Officially there are 80,000 registered refugees in Yemen, 75,000 of whom are Somalis. Unofficial estimates put the real figure at several hundred thousands.
Most want to seek jobs outside Yemen, in Saudi and the Gulf states. Others, however, want to go further.
Many of the workers at Bossaso's dockside who lump huge bags of cement at one dollar a day, have been smuggled abroad before and then been deported back to Somalia. But there is a general desire to try again and some want to try their luck in the West, with England as the preferred destination.
Mahmud Abdi Mohammed, 33, made the journey with 170 others in a boat built for 50. He recalled how the crew would lash out with sticks if the passengers tried to stand up. "I was hit on the head and blood kept pouring out," he said. "But at least we were not made to go into the water."
If he were to go abroad again, it would be to Britain.
"I would go from Yemen into Syria and from there to Turkey and Europe and then make my way up."
The men appear well informed about the situation of Somalis who have escaped. Abdi Ali Noor, 28, said, "They are blaming all the people for crimes committed by just a few, that is a generalisation."
Mohammed added: "If someone commits murder, that is wrong in the eyes of Allah, and he should get his punishment. People go to Britain because they know someone already there. This will continue."
Abdi Karim Mahmoud, 21, thinks he will have to pay $40 for his passage. A frail young man who looks young for his age, he is fiercely determined to succeed in his attempts at escape.
"I will try to get to Yemen every day," he said. "If I do not succeed one day I will the next. If they catch me and send me back I will try again. I am not worried about death - I live in Mogadishu."
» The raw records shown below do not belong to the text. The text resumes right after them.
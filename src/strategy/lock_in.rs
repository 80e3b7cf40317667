use serde::Serialize;

use crate::engine::{
    break_even, cost, evaluate, valuate, EngineResult, LegSet, OptionLeg, PositionValuation,
    StockPosition,
};
use crate::strategy::params::{LockInParams, PremiumQuote};
use crate::utils::math::ratio_pct;
use crate::utils::time::year_fraction;

/// Time value, per share per year, added on top of intrinsic value by the estimate.
pub const TIME_VALUE_PER_YEAR: f64 = 2.0;

/// Rough premium placeholder: intrinsic value plus a linear time value.
///
/// This is not a pricing model; it only gives the comparison something to
/// show when no quotes are supplied.
pub fn estimate_premiums(strike: f64, spot: f64, days: u32) -> PremiumQuote {
    let time_value = year_fraction(days) * TIME_VALUE_PER_YEAR;
    PremiumQuote {
        strike,
        put_premium: (strike - spot).max(0.0) + time_value,
        call_premium: (spot - strike).max(0.0) + time_value,
    }
}

/// Default strikes to compare: two around the current price, three around the purchase price.
///
/// Adjacent duplicates are collapsed.
pub fn candidate_strikes(position: &StockPosition) -> Vec<f64> {
    let mut strikes = vec![
        (position.current_price - 2.0).floor(),
        position.current_price.floor(),
        (position.purchase_price - 1.0).ceil(),
        position.purchase_price.ceil(),
        (position.purchase_price + 1.0).ceil(),
    ];
    strikes.dedup();
    strikes
}

/// Strike selected when none is configured.
pub fn default_selected_strike(position: &StockPosition) -> f64 {
    (position.purchase_price - 1.0).ceil()
}

/// Outcome of locking the exit at one strike with a long put plus short call.
#[derive(Clone, Debug, Serialize)]
pub struct LockInRow {
    pub strike: f64,
    pub put_premium: f64,
    pub call_premium: f64,
    pub put_cost: f64,
    pub call_credit: f64,
    /// Put cost minus call credit; negative is a net credit.
    pub net_cost: f64,
    pub exit_value: f64,
    pub total_cost: f64,
    /// Exit value minus total cost.
    pub net_result: f64,
    /// Net result relative to the stock's initial investment.
    pub loss_percentage: f64,
    pub at_or_above_purchase: bool,
    pub selected: bool,
}

#[derive(Clone, Debug, Serialize)]
pub struct LockInReport {
    pub position: StockPosition,
    pub valuation: PositionValuation,
    pub days: u32,
    pub rows: Vec<LockInRow>,
    pub selected: LockInRow,
}

fn quote_for(params: &LockInParams, strike: f64) -> PremiumQuote {
    params
        .quotes
        .iter()
        .find(|q| (q.strike - strike).abs() < 1e-9)
        .copied()
        .unwrap_or_else(|| estimate_premiums(strike, params.position.current_price, params.days))
}

/// Value a synthetic short at `quote.strike` against `position`.
///
/// Long put and short call at the same strike pin every expiration spot to
/// the strike, so the exit value is the strike times shares.
pub fn lock_in_at(
    position: &StockPosition,
    quote: &PremiumQuote,
    days: u32,
) -> EngineResult<LockInRow> {
    let legs = LegSet::new(vec![
        OptionLeg::long_put(quote.strike, quote.put_premium, days),
        OptionLeg::short_call(quote.strike, quote.call_premium, days),
    ]);
    let costing = cost(&legs, position.shares);
    let be = break_even(position, costing.net_premium_cash_flow)?;
    let outcome = evaluate(position, &legs, &costing, position.current_price);

    Ok(LockInRow {
        strike: quote.strike,
        put_premium: quote.put_premium,
        call_premium: quote.call_premium,
        put_cost: costing.debits(),
        call_credit: costing.credits(),
        net_cost: costing.net_premium_cash_flow,
        exit_value: outcome.position_value,
        total_cost: be.total_cost_basis,
        net_result: outcome.profit_loss,
        loss_percentage: ratio_pct(outcome.profit_loss, position.initial_investment()),
        at_or_above_purchase: quote.strike >= position.purchase_price,
        selected: false,
    })
}

/// Compare lock-in exits across candidate strikes.
pub fn analyze(params: &LockInParams) -> EngineResult<LockInReport> {
    let position = &params.position;
    let strikes = params
        .strikes
        .clone()
        .unwrap_or_else(|| candidate_strikes(position));
    let selected_strike = params
        .selected_strike
        .unwrap_or_else(|| default_selected_strike(position));

    let mut rows = Vec::with_capacity(strikes.len());
    for strike in strikes {
        let mut row = lock_in_at(position, &quote_for(params, strike), params.days)?;
        row.selected = (strike - selected_strike).abs() < 1e-9;
        rows.push(row);
    }

    let selected = match rows.iter().find(|r| r.selected) {
        Some(row) => row.clone(),
        None => {
            let mut row = lock_in_at(position, &quote_for(params, selected_strike), params.days)?;
            row.selected = true;
            row
        }
    };

    Ok(LockInReport {
        position: *position,
        valuation: valuate(position),
        days: params.days,
        rows,
        selected,
    })
}

#[cfg(test)]
mod tests {
    use super::*;

    fn position() -> StockPosition {
        StockPosition::new(300, 46.01, 42.80)
    }

    fn params() -> LockInParams {
        LockInParams {
            position: position(),
            days: 45,
            strikes: None,
            selected_strike: None,
            quotes: Vec::new(),
        }
    }

    #[test]
    fn test_candidate_strikes() {
        assert_eq!(candidate_strikes(&position()), vec![40.0, 42.0, 46.0, 47.0, 48.0]);
        assert_eq!(default_selected_strike(&position()), 46.0);
    }

    #[test]
    fn test_estimate_premiums() {
        let q = estimate_premiums(46.0, 42.80, 365);
        assert!((q.put_premium - 5.2).abs() < 1e-9);
        assert!((q.call_premium - 2.0).abs() < 1e-9);
    }

    #[test]
    fn lock_in_row_matches_hand_calculation() {
        let quote = PremiumQuote {
            strike: 46.0,
            put_premium: 4.0,
            call_premium: 1.0,
        };
        let row = lock_in_at(&position(), &quote, 45).unwrap();
        assert!((row.put_cost - 1_200.0).abs() < 1e-9);
        assert!((row.call_credit - 300.0).abs() < 1e-9);
        assert!((row.net_cost - 900.0).abs() < 1e-9);
        assert!((row.exit_value - 13_800.0).abs() < 1e-9);
        assert!((row.total_cost - 14_703.0).abs() < 1e-6);
        assert!((row.net_result + 903.0).abs() < 1e-6);
        assert!((row.loss_percentage - (-903.0 / 13_803.0 * 100.0)).abs() < 1e-9);
        assert!(!row.at_or_above_purchase);
    }

    #[test]
    fn analyze_marks_default_selection() {
        let report = analyze(&params()).unwrap();
        assert_eq!(report.rows.len(), 5);
        assert_eq!(report.rows.iter().filter(|r| r.selected).count(), 1);
        assert_eq!(report.selected.strike, 46.0);
        assert!(report.rows[3].at_or_above_purchase);
    }

    #[test]
    fn quotes_override_estimate() {
        let mut p = params();
        p.quotes.push(PremiumQuote {
            strike: 47.0,
            put_premium: 5.5,
            call_premium: 0.5,
        });
        let report = analyze(&p).unwrap();
        let row = report.rows.iter().find(|r| r.strike == 47.0).unwrap();
        assert_eq!(row.put_premium, 5.5);
        assert!((row.net_cost - 1_500.0).abs() < 1e-9);
    }

    #[test]
    fn selection_outside_candidates_is_still_computed() {
        let mut p = params();
        p.selected_strike = Some(44.0);
        let report = analyze(&p).unwrap();
        assert!(report.rows.iter().all(|r| !r.selected));
        assert_eq!(report.selected.strike, 44.0);
        assert!(report.selected.selected);
    }
}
New Zealander Dennis McNamara, the UN's special adviser on displaced people, said, "What is happening here is horrific. In fact, we have never seen photos like the ones we are seeing here, of men, women and children drowned with their hands tied behind their backs.
"Some of these people will end up in Europe.
"It is in the self-interest of Western nations who say they do not want this influx from the south to help this region so that people do not have to make these dreadful journeys."
One of the main problems is endemic corruption. The racketeers have ties with senior officials in the Puntland administration.
At the central police station 30 people, including women, are being held for offences involving human trafficking. The catch is that none are smugglers, they are would-be migrants. Each was arrested after handing their fares to the smugglers who then miraculously got away from the police.
Among them is 35-year-old Amal Hussein Ali whose seven children are back in Mogadishu, in the care of an aged mother. She faces a maximum of three years in prison, said police chief, Colonel Mohammed Rashid Juma.
He professes sympathy for Amal's plight, but then continues in a stentorian voice, "But she has gone beyond the law, she is an illegal immigrant which is forbidden under the Puntland constitution. She is a criminal."
But there is no such law under the constitution. According to Somali sources the police are waiting for the clans of the prisoners to buy them out.
The human trafficking industry continues to be a profitable one for dealing in misery.